Notes from the heart of perception
Experiential Engineering at the University of Warwick
Coventry, 16 February 2011

Blog Home Page
  • The experiential maze
  • Sound principles
  • Objective data is inadequate
  • The sound of silence
  • Sound is information
  • Electric vehicles and feedback
  • Refinement and power
  • A sound is worth a thousand pictures
  • Engineering requirements
  • Sounds can change the perception of space
  • Healing soundscapes
  • Experiential conclusion
  • Straw men

    The experiential maze

    Electric cars, soundscapes, intensive care units, fountains, psychoacoustics and feelings. This blog is about experiential engineering and why we care passionately about it whether we know it or not.

    Radio four was getting lost in the moral maze as I navigated my way home. I was more than usually aware of what was going on around me in the experiential process of driving. I was dealing with varying speed limits. I was feeling hungry. I was glancing at the satnav. I was listening for its instructions. I was wondering about vibrations from the road surface. I was noticing the lighting conditions. I was thinking about the price of new tyres. I was enjoying the new lumbar support in my seat. I was occupied with unravelling my thoughts about the lecture I had just attended and why I had enjoyed it so much.
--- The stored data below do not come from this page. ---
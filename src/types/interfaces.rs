// ABI surface of the diamond, its facets and the token standard it talks to.
// Function selectors and error/event encodings derive from these canonical signatures.
#![allow(clippy::too_many_arguments)]

use alloy_sol_types::sol;

sol! {
    #[derive(Debug, PartialEq, Eq)]
    interface IDiamondCut {
        // `action` carries the FacetCutAction enum (Add = 0, Replace = 1, Remove = 2)
        struct FacetCut {
            address facetAddress;
            uint8 action;
            bytes4[] functionSelectors;
        }

        event DiamondCut(FacetCut[] cuts, address init, bytes initCalldata);

        function diamondCut(FacetCut[] cuts, address init, bytes initCalldata) external;
    }
}

sol! {
    #[derive(Debug, PartialEq, Eq)]
    interface IDiamondLoupe {
        struct Facet {
            address facetAddress;
            bytes4[] functionSelectors;
        }

        function facets() external view returns (Facet[] facets_);
        function facetFunctionSelectors(address facet) external view returns (bytes4[] facetFunctionSelectors_);
        function facetAddresses() external view returns (address[] facetAddresses_);
        function facetAddress(bytes4 functionSelector) external view returns (address facetAddress_);
    }
}

sol! {
    #[derive(Debug, PartialEq, Eq)]
    interface IERC165 {
        function supportsInterface(bytes4 interfaceId) external view returns (bool);
    }
}

sol! {
    #[derive(Debug, PartialEq, Eq)]
    interface IERC173 {
        event OwnershipTransferred(address indexed previousOwner, address indexed newOwner);

        function owner() external view returns (address owner_);
        function transferOwnership(address newOwner) external;
    }
}

sol! {
    #[derive(Debug, PartialEq, Eq)]
    interface LibDiamond {
        error NotContractOwner(address user, address contractOwner);
        error NoFacetCutsProvided();
        error NoSelectorsProvidedForFacetForCut(address facetAddress);
        error CannotAddSelectorsToZeroAddress(bytes4[] selectors);
        error NoBytecodeAtAddress(address contractAddress, string message);
        error IncorrectFacetCutAction(uint8 action);
        error CannotAddFunctionToDiamondThatAlreadyExists(bytes4 selector);
        error CannotReplaceFunctionsFromFacetWithZeroAddress(bytes4[] selectors);
        error CannotReplaceImmutableFunction(bytes4 selector);
        error CannotReplaceFunctionWithTheSameFunctionFromTheSameFacet(bytes4 selector);
        error CannotReplaceFunctionThatDoesNotExists(bytes4 selector);
        error RemoveFacetAddressMustBeZeroAddress(address facetAddress);
        error CannotRemoveFunctionThatDoesNotExist(bytes4 selector);
        error CannotRemoveImmutableFunction(bytes4 selector);
        error InitializationFunctionReverted(address initializationContractAddress, bytes initCalldata);
        error FunctionNotFound(bytes4 functionSelector);
    }
}

sol! {
    #[derive(Debug, PartialEq, Eq)]
    interface IDiamondInit {
        function init(address feeRecipient) external;
    }
}

sol! {
    #[derive(Debug, PartialEq, Eq)]
    interface IFeeCollector {
        event FeeRecipientUpdated(address indexed previousRecipient, address indexed newRecipient);

        error FeeRecipientZeroAddress();
        error FeeRecipientIsDiamond();
        error FeeRecipientSameAsCurrent();

        function setFeeRecipient(address recipient) external;
        function getFeeRecipient() external view returns (address);
    }
}

sol! {
    #[derive(Debug, PartialEq, Eq)]
    interface IReentrancyGuard {
        error ReentrancyGuardReentrantCall();
    }
}

sol! {
    #[derive(Debug, PartialEq, Eq)]
    interface IAggregatorProxy {
        event FeeCollected(address indexed token, address indexed recipient, uint256 amount);
        event TokensTransferred(address indexed token, address indexed to, uint256 amount);

        error InvalidFeePercentage(uint256 fee);
        error MalformedTokenWithFee(uint256 tokenWithFee);
        error InvalidAggregatorAddress(address aggregator);
        error InvalidNativeAmount(uint256 expected, uint256 actual);
        error FeeRecipientNotSet();
        error TokenCallFailed(address token);
        error NativeTransferFailed(address to, uint256 amount);
        error AmountOverflow();
    }
}

sol! {
    #[derive(Debug, PartialEq, Eq)]
    interface IOneInchFacet {
        function callOneInch(uint256 fromTokenWithFee, uint256 fromAmount, uint256 toTokenWithFee, bytes callData) external payable;
    }
}

sol! {
    #[derive(Debug, PartialEq, Eq)]
    interface ILiFiFacet {
        function callLiFi(uint256 fromTokenWithFee, uint256 fromAmount, uint256 toTokenWithFee, bytes callData) external payable;
    }
}

sol! {
    #[derive(Debug, PartialEq, Eq)]
    interface IERC20 {
        event Transfer(address indexed from, address indexed to, uint256 value);
        event Approval(address indexed owner, address indexed spender, uint256 value);

        function balanceOf(address account) external view returns (uint256);
        function allowance(address owner, address spender) external view returns (uint256);
        function transfer(address to, uint256 amount) external returns (bool);
        function transferFrom(address from, address to, uint256 amount) external returns (bool);
        function approve(address spender, uint256 amount) external returns (bool);
    }
}
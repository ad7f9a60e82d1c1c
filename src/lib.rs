pub mod adapters;
pub mod auth;
pub mod config;
pub mod deploy;
pub mod diamond;
pub mod env;
pub mod extensions;
pub mod fees;
pub mod storage;
#[cfg(test)]
mod tests;
pub mod types;

use std::rc::Rc;

use alloy_primitives::{Address, Bytes, Selector};
use diamond::{add_cut, cut_facet::DiamondCutFacet, lib_diamond};
use env::{CallContext, CallResult, Contract, Env, Reverted};
use tracing::trace;
use types::{
    error::{Result, RouterError},
    interfaces::LibDiamond::FunctionNotFound,
};

// Upgradeable proxy routing every call to the facet registered for its selector
#[derive(Debug, Default, Clone, Copy)]
pub struct Diamond;

impl Diamond {
    // Deploy a diamond
    //
    // # Arguments
    //
    // * `e` - The environment
    // * `deployer` - Deploying account
    // * `owner` - Initial contract owner
    // * `diamond_cut_facet` - Deployed DiamondCutFacet, receives the `diamondCut` selector
    //
    // # Errors
    //
    // Fails if the cut facet has no code
    //
    // # Returns
    //
    // * Address of the new diamond
    pub fn deploy(e: &mut Env, deployer: Address, owner: Address, diamond_cut_facet: Address) -> Result<Address> {
        e.create::<RouterError>(deployer, Rc::new(Diamond), |e, ctx| {
            auth::set_contract_owner(e, ctx.address, owner);
            let cut = add_cut(diamond_cut_facet, &DiamondCutFacet);
            lib_diamond::diamond_cut(e, ctx, &[cut], Address::ZERO, &Bytes::new())
        })
    }
}

impl Contract for Diamond {
    fn name(&self) -> &'static str {
        "Diamond"
    }

    fn execute(&self, e: &mut Env, ctx: &CallContext, input: &[u8]) -> CallResult {
        //plain native transfer
        if input.is_empty() {
            return Ok(Bytes::new());
        }
        let selector = call_selector(input);
        //find facet for function that is called and execute it in the diamond's context
        let facet = lib_diamond::facet_address(e, ctx.address, selector);
        if facet.is_zero() {
            trace!(diamond = %ctx.address, %selector, "function not found");
            return Err(Reverted::from(RouterError::from(FunctionNotFound {
                functionSelector: selector,
            })));
        }
        e.delegate_call(ctx, facet, input)
    }
}

// First four bytes of calldata, zero padded when shorter
fn call_selector(input: &[u8]) -> Selector {
    let mut selector = [0u8; 4];
    let len = input.len().min(4);
    selector[..len].copy_from_slice(&input[..len]);
    Selector::from(selector)
}

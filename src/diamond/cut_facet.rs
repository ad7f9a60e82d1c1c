use alloy_primitives::{Bytes, Selector};

use super::{decode_calldata, enforce_non_payable, interface_selectors, lib_diamond, Facet};
use crate::auth;
use crate::env::{CallContext, CallResult, Contract, Env};
use crate::types::error::Result;
use crate::types::interfaces::IDiamondCut::{diamondCutCall, IDiamondCutCalls};

// Owner-only facet management entry point
#[derive(Debug, Default, Clone, Copy)]
pub struct DiamondCutFacet;

impl DiamondCutFacet {
    // Add, replace or remove functions and optionally run an initializer, atomically
    //
    // # Arguments
    //
    // * `call` - Cuts to apply, initializer address and its calldata
    //
    // # Errors
    //
    // Fails if the caller is not the contract owner
    // Fails if any cut is invalid or the initializer fails
    fn diamond_cut(e: &mut Env, ctx: &CallContext, call: diamondCutCall) -> Result<Bytes> {
        auth::enforce_is_contract_owner(e, ctx)?;
        lib_diamond::diamond_cut(e, ctx, &call.cuts, call.init, &call.initCalldata)?;
        Ok(Bytes::new())
    }
}

impl Contract for DiamondCutFacet {
    fn name(&self) -> &'static str {
        "DiamondCutFacet"
    }

    fn execute(&self, e: &mut Env, ctx: &CallContext, input: &[u8]) -> CallResult {
        enforce_non_payable(ctx)?;
        let result = match decode_calldata::<IDiamondCutCalls>(input)? {
            IDiamondCutCalls::diamondCut(call) => Self::diamond_cut(e, ctx, call),
        };
        Ok(result?)
    }
}

impl Facet for DiamondCutFacet {
    fn selectors(&self) -> Vec<Selector> {
        interface_selectors::<IDiamondCutCalls>()
    }
}
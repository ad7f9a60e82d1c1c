use alloy_primitives::Bytes;
use tracing::debug;

use super::{decode_calldata, enforce_non_payable, interface_id};
use crate::env::{CallContext, CallResult, Contract, Env};
use crate::extensions::env_extensions::EnvExtensions;
use crate::fees::fee_collector;
use crate::types::error::Result;
use crate::types::interfaces::{
    IDiamondCut::IDiamondCutCalls, IDiamondInit::IDiamondInitCalls,
    IDiamondLoupe::IDiamondLoupeCalls, IERC165::IERC165Calls, IERC173::IERC173Calls,
};

// One-shot initializer delegatecalled by the first diamond cut
#[derive(Debug, Default, Clone, Copy)]
pub struct DiamondInit;

impl DiamondInit {
    // Register the standard interfaces and set the fee recipient
    //
    // # Arguments
    //
    // * `fee_recipient` - Initial fee recipient
    //
    // # Errors
    //
    // Fails with the fee collector errors for an invalid recipient
    fn init(e: &mut Env, ctx: &CallContext, input: &[u8]) -> Result<Bytes> {
        enforce_non_payable(ctx)?;
        let IDiamondInitCalls::init(call) = decode_calldata::<IDiamondInitCalls>(input)?;
        let diamond = ctx.address;
        for interface in [
            interface_id::<IERC165Calls>(),
            interface_id::<IDiamondCutCalls>(),
            interface_id::<IDiamondLoupeCalls>(),
            interface_id::<IERC173Calls>(),
        ] {
            e.set_supported_interface(diamond, interface, true);
        }
        fee_collector::set_fee_recipient(e, diamond, call.feeRecipient)?;
        debug!(%diamond, fee_recipient = %call.feeRecipient, "diamond initialized");
        Ok(Bytes::new())
    }
}

impl Contract for DiamondInit {
    fn name(&self) -> &'static str {
        "DiamondInit"
    }

    fn execute(&self, e: &mut Env, ctx: &CallContext, input: &[u8]) -> CallResult {
        Ok(Self::init(e, ctx, input)?)
    }
}
use alloy_primitives::{Address, Selector, U256};

use crate::env::Env;
use crate::storage;

// Reentrancy guard states; an unset slot reads as zero and counts as not entered
pub const NOT_ENTERED: u64 = 1;
pub const ENTERED: u64 = 2;

// Typed access to the namespaced storage of a diamond
pub trait EnvExtensions {
    fn contract_owner(&self, diamond: Address) -> Address;

    fn set_contract_owner_slot(&mut self, diamond: Address, owner: Address);

    fn fee_recipient(&self, diamond: Address) -> Option<Address>;

    fn set_fee_recipient_slot(&mut self, diamond: Address, recipient: Address);

    fn is_entered(&self, diamond: Address) -> bool;

    fn set_entered(&mut self, diamond: Address, entered: bool);

    fn supports_interface(&self, diamond: Address, interface_id: Selector) -> bool;

    fn set_supported_interface(&mut self, diamond: Address, interface_id: Selector, supported: bool);
}

impl EnvExtensions for Env {
    fn contract_owner(&self, diamond: Address) -> Address {
        storage::word_to_address(self.sload(diamond, contract_owner_slot()))
    }

    fn set_contract_owner_slot(&mut self, diamond: Address, owner: Address) {
        self.sstore(diamond, contract_owner_slot(), storage::address_to_word(owner));
    }

    fn fee_recipient(&self, diamond: Address) -> Option<Address> {
        let recipient = storage::word_to_address(self.sload(diamond, fee_recipient_slot()));
        (!recipient.is_zero()).then_some(recipient)
    }

    fn set_fee_recipient_slot(&mut self, diamond: Address, recipient: Address) {
        self.sstore(
            diamond,
            fee_recipient_slot(),
            storage::address_to_word(recipient),
        );
    }

    fn is_entered(&self, diamond: Address) -> bool {
        self.sload(diamond, storage::reentrancy_storage_position()) == U256::from(ENTERED)
    }

    fn set_entered(&mut self, diamond: Address, entered: bool) {
        let status = if entered { ENTERED } else { NOT_ENTERED };
        self.sstore(
            diamond,
            storage::reentrancy_storage_position(),
            U256::from(status),
        );
    }

    fn supports_interface(&self, diamond: Address, interface_id: Selector) -> bool {
        !self
            .sload(diamond, supported_interface_slot(interface_id))
            .is_zero()
    }

    fn set_supported_interface(&mut self, diamond: Address, interface_id: Selector, supported: bool) {
        self.sstore(
            diamond,
            supported_interface_slot(interface_id),
            U256::from(supported as u8),
        );
    }
}

fn contract_owner_slot() -> U256 {
    storage::field(storage::diamond_storage_position(), storage::CONTRACT_OWNER)
}

fn fee_recipient_slot() -> U256 {
    storage::fee_collector_storage_position()
}

fn supported_interface_slot(interface_id: Selector) -> U256 {
    storage::mapping_slot(
        storage::selector_key(interface_id),
        storage::field(
            storage::diamond_storage_position(),
            storage::SUPPORTED_INTERFACES,
        ),
    )
}

#[cfg(test)]
mod tests {
    use super::*;

    #[test]
    fn fee_recipient_and_owner_live_in_separate_namespaces() {
        let mut e = Env::new();
        let diamond = Address::with_last_byte(0xd1);
        assert_eq!(e.fee_recipient(diamond), None);

        e.set_contract_owner_slot(diamond, Address::with_last_byte(1));
        e.set_fee_recipient_slot(diamond, Address::with_last_byte(2));
        assert_eq!(e.contract_owner(diamond), Address::with_last_byte(1));
        assert_eq!(e.fee_recipient(diamond), Some(Address::with_last_byte(2)));
        assert_eq!(
            e.sload(diamond, storage::fee_collector_storage_position()),
            U256::from(2u64)
        );
    }

    #[test]
    fn unset_guard_counts_as_not_entered() {
        let mut e = Env::new();
        let diamond = Address::with_last_byte(0xd1);
        assert!(!e.is_entered(diamond));
        e.set_entered(diamond, true);
        assert!(e.is_entered(diamond));
        e.set_entered(diamond, false);
        assert_eq!(
            e.sload(diamond, storage::reentrancy_storage_position()),
            U256::from(NOT_ENTERED)
        );
    }
}
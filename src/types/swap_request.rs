use alloy_primitives::{Bytes, U256};

use crate::types::error::Result;
use crate::types::token_with_fee::TokenWithFee;

// Normalized aggregator swap descriptor
#[derive(Debug, Clone, Eq, PartialEq)]
pub struct SwapRequest {
    // Selling token and input fee
    pub from: TokenWithFee,
    // Amount of tokens to sell, input fee included
    pub from_amount: U256,
    // Buying token and output fee
    pub to: TokenWithFee,
    // Opaque aggregator calldata
    pub call_data: Bytes,
}

impl SwapRequest {
    // Decode the packed token arguments of a swap entry point
    pub fn decode(
        from_token_with_fee: U256,
        from_amount: U256,
        to_token_with_fee: U256,
        call_data: Bytes,
    ) -> Result<Self> {
        Ok(Self {
            from: TokenWithFee::decode(from_token_with_fee)?,
            from_amount,
            to: TokenWithFee::decode(to_token_with_fee)?,
            call_data,
        })
    }

    // Input and output are the same asset, unspent input counts as output
    pub fn is_same_token(&self) -> bool {
        self.from.token == self.to.token
    }
}
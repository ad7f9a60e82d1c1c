pub mod error;
pub mod facet_cut;
pub mod interfaces;
pub mod provider;
pub mod swap_request;
pub mod token_with_fee;
use std::fmt;

use alloy_primitives::Selector;
use alloy_sol_types::SolCall;
use serde::Serialize;

use crate::types::interfaces::{ILiFiFacet, IOneInchFacet};

// Aggregator provider type
#[repr(u8)]
#[derive(Debug, Copy, Clone, PartialEq, Eq, Hash, Serialize)]
#[serde(rename_all = "lowercase")]
pub enum Provider {
    OneInch = 0,
    LiFi = 1,
}

impl Provider {
    pub const ALL: [Provider; 2] = [Provider::OneInch, Provider::LiFi];

    // Selector of the provider's swap entry point, distinct per provider
    pub fn swap_selector(&self) -> Selector {
        match self {
            Provider::OneInch => IOneInchFacet::callOneInchCall::SELECTOR.into(),
            Provider::LiFi => ILiFiFacet::callLiFiCall::SELECTOR.into(),
        }
    }
}

impl fmt::Display for Provider {
    fn fmt(&self, f: &mut fmt::Formatter<'_>) -> fmt::Result {
        match self {
            Provider::OneInch => f.write_str("1inch"),
            Provider::LiFi => f.write_str("LiFi"),
        }
    }
}

#[cfg(test)]
mod tests {
    use super::*;

    #[test]
    fn swap_selectors_do_not_collide() {
        assert_ne!(
            Provider::OneInch.swap_selector(),
            Provider::LiFi.swap_selector()
        );
    }
}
    There was so much right with Professor Paul Jennings’ presentation that I wondered how I would communicate its absolute relevance in a way that would resonate with anyone who reads this blog.

    Sound principles

    All the while, on the car radio, the moral maze confused itself with the meanderings of astonishingly small minded but magnificently large ego’d people. To my ears they seemed to be coming from the outlying extremes of reason. As I joined the program they were trying to define what constitutes a valid relationship, how to measure it and who should and should not recognise it. In spite of its distraction potential, it all seemed to be contributing to my thought process and immersive experience as I began to gather my wits.

    In so many subjective discussions about what other people ought to do, why do we all get so steamed up about our own perspective that we can't see through the fog?

    As Professor Jennings had talked about Experiential Engineering, the small hairs stood up on the back of my neck. He used the very same words I use to express my ideas in The Trousers of Reality. Balance. Context. Perspective. Feedback. Effectiveness. Modelling. I was listening. By the Irish definition of a ‘sound man’ as 'someone who says what you are thinking', Professor Jennings is a sound man in every sense of the phrase.

    Objective data is inadequate

    The goal of experiential engineering is to understand the human perspective as well as the functional perspective. To this end the team at Warwick University boasts experts in Design, Information Technology, Psychology, Health, Ergonomics, Physics and Business.

    They aim to make effective and efficient use of developer, user and customer reaction to improve decision making in product and environment development. They combine objective measures with the subjective feedback from their sound labs.

    Engineers rely on numbers, metrics and measures. As you will know if you have read my work, I think our experience of reality is a bit more complex than some of the things that can be measured and that we sometimes need to dig a bit more deeply.

    When Professor Jennings showed us some slides of visual representations of a set of objective measurements of sound, I started chuckling appreciatively into my beard. I am comfortable in this territory and I could guess what was coming next.

    Rock music looks pretty complex as an objective model. Classical music looked more complex. Car engine sounds were extremely visually complex.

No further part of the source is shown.